◆ **GOAL OF THE EXERCISE**
The required output is the exact run of lines below that opens at the line with "filename crates/blog_rpc/src/config.rs" and closes at the line with "pub const ENV_LISTEN_ADDR: &str".

(AVAILABLE RECORDS begins)

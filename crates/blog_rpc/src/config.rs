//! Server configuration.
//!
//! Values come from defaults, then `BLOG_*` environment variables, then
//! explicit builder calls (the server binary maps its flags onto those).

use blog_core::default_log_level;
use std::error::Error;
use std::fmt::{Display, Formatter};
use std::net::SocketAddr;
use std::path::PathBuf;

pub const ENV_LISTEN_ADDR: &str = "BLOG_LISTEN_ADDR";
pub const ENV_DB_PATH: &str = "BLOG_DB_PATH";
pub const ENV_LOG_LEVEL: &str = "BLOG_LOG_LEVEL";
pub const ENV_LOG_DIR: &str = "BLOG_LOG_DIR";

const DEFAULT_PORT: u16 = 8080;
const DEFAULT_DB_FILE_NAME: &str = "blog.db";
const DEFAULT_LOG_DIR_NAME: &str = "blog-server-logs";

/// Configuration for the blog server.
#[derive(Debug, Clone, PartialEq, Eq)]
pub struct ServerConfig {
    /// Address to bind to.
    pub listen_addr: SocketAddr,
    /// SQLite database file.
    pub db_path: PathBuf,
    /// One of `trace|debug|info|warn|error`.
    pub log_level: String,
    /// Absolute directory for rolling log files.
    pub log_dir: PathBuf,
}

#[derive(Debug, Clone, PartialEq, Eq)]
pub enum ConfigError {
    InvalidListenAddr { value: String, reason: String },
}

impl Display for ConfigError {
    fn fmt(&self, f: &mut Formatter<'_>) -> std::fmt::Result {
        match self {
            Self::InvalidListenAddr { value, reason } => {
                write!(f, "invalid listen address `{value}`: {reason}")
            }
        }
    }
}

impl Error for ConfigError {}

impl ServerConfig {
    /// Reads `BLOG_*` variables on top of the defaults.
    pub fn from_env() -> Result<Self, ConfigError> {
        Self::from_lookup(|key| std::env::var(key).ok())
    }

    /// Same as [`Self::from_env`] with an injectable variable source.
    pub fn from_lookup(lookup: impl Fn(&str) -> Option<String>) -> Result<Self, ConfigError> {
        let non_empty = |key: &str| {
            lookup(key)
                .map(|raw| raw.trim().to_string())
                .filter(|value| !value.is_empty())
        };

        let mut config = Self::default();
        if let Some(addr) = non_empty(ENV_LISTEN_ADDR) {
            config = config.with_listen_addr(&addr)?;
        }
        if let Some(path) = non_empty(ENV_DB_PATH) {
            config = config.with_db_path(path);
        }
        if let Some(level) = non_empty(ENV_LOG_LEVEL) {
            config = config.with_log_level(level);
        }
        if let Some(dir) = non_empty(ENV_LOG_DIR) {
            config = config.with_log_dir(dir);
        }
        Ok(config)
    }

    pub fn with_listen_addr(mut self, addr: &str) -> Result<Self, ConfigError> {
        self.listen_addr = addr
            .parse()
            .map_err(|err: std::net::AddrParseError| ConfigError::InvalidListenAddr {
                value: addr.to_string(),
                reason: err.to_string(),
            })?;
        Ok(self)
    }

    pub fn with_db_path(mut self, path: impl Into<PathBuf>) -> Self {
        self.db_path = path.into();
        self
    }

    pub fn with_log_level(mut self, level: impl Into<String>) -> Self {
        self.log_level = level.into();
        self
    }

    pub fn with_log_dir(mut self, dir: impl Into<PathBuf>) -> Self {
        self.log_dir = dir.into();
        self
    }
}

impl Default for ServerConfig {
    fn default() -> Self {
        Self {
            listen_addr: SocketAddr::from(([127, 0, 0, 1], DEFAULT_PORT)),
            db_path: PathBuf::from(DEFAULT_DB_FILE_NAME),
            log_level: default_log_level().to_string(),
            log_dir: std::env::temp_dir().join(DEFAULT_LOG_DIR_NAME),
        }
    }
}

(AVAILABLE RECORDS ends)
(AVAILABLE RECORDS begins)

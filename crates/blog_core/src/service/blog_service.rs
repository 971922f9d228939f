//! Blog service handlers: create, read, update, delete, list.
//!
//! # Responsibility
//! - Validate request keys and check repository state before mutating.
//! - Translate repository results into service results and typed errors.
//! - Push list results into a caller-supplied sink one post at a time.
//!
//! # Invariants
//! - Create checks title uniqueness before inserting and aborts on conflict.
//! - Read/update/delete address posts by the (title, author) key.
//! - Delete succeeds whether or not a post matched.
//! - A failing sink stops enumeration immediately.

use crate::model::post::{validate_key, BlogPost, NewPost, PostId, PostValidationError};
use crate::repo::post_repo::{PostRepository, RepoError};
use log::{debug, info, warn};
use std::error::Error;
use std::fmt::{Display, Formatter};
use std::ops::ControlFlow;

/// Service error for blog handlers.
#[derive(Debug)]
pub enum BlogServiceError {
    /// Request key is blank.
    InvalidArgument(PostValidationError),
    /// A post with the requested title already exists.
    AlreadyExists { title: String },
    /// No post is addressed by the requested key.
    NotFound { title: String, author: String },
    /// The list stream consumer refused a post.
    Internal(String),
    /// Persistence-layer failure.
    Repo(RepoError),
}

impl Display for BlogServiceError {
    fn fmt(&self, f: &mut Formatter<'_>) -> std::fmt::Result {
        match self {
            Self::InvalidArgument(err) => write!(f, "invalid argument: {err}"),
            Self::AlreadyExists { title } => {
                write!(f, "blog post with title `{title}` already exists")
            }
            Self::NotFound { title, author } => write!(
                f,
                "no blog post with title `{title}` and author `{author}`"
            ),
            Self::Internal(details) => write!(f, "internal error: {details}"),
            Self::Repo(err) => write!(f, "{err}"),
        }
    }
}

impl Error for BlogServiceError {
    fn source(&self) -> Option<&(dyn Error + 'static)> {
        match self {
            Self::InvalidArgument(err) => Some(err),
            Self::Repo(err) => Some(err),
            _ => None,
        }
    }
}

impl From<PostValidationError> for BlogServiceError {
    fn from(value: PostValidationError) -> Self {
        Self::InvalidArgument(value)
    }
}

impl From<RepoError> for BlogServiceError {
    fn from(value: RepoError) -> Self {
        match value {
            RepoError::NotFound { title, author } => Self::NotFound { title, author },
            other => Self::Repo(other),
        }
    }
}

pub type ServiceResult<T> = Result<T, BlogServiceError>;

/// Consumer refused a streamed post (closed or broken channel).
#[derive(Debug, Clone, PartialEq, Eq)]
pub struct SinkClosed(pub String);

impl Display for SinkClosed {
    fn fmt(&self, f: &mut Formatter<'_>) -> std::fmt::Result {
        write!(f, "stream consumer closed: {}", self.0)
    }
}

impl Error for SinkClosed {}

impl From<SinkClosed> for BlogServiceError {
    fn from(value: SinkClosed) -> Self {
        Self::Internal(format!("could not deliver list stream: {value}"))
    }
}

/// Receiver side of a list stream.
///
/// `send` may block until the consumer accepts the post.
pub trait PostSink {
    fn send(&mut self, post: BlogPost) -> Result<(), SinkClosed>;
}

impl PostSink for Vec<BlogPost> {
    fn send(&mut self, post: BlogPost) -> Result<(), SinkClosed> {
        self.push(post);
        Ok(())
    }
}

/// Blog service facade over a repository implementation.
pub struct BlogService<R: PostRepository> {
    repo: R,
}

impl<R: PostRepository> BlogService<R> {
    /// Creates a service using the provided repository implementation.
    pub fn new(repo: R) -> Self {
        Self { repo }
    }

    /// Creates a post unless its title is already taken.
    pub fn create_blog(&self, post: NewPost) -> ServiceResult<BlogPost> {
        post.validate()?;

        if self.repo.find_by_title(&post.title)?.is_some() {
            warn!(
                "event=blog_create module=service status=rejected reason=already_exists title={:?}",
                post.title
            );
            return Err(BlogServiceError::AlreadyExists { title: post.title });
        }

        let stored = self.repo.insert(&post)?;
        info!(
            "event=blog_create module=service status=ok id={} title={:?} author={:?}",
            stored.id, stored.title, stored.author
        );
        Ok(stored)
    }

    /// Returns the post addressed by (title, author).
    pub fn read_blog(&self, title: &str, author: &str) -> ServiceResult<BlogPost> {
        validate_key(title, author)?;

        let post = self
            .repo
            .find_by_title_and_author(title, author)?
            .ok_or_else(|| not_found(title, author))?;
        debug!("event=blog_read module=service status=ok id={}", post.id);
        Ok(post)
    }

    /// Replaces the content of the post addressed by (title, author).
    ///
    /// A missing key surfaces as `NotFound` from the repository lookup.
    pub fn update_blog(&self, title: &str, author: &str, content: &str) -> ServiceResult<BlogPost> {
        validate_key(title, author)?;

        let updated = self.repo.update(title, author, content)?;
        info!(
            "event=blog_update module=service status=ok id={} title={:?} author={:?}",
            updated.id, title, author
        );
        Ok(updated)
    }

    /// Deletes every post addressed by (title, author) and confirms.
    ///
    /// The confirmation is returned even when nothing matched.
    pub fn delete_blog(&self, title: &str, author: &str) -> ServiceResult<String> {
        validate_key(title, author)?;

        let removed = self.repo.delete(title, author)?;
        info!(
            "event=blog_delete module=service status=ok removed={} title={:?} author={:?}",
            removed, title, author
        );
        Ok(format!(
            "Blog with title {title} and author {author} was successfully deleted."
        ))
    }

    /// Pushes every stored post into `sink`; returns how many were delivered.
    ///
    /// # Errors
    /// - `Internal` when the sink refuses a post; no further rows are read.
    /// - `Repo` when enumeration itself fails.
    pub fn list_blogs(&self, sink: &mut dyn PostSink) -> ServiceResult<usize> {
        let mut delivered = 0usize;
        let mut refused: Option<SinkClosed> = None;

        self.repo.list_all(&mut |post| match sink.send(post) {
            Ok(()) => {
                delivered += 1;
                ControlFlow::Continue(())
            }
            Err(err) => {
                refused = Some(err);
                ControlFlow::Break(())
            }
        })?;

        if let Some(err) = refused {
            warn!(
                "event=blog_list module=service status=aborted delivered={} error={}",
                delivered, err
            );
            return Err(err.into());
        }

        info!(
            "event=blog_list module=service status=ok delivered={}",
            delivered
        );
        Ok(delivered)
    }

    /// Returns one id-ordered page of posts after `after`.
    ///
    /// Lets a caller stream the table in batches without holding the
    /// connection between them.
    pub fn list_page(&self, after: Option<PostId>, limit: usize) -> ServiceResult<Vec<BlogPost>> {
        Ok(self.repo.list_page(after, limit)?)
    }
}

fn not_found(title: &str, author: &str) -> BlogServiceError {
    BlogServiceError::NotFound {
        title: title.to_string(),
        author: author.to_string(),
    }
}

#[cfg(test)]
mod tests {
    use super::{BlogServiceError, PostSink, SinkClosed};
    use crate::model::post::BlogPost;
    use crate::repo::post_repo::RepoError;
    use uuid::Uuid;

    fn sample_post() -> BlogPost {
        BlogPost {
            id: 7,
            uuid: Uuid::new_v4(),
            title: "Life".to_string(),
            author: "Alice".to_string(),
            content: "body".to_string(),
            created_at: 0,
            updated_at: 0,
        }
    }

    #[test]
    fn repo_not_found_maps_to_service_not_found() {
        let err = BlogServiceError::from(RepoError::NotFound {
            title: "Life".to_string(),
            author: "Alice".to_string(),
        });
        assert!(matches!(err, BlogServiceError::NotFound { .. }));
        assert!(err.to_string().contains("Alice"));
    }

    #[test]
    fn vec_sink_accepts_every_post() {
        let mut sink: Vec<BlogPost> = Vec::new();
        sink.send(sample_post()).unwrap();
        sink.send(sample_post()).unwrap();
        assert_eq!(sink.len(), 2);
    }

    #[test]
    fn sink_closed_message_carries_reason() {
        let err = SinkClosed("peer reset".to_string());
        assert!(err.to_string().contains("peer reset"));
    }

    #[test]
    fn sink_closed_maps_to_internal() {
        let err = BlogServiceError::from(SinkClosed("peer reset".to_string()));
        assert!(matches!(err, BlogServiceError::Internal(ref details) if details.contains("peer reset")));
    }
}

(AVAILABLE RECORDS ends)

◆ **YOUR SOLUTION**
filename crates/blog_rpc/src/config.rs
//! Server configuration.
//!
//! Values come from defaults, then `BLOG_*` environment variables, then
//! explicit builder calls (the server binary maps its flags onto those).

use blog_core::default_log_level;
use std::error::Error;
use std::fmt::{Display, Formatter};
use std::net::SocketAddr;
use std::path::PathBuf;

pub const ENV_LISTEN_ADDR: &str = "BLOG_LISTEN_ADDR";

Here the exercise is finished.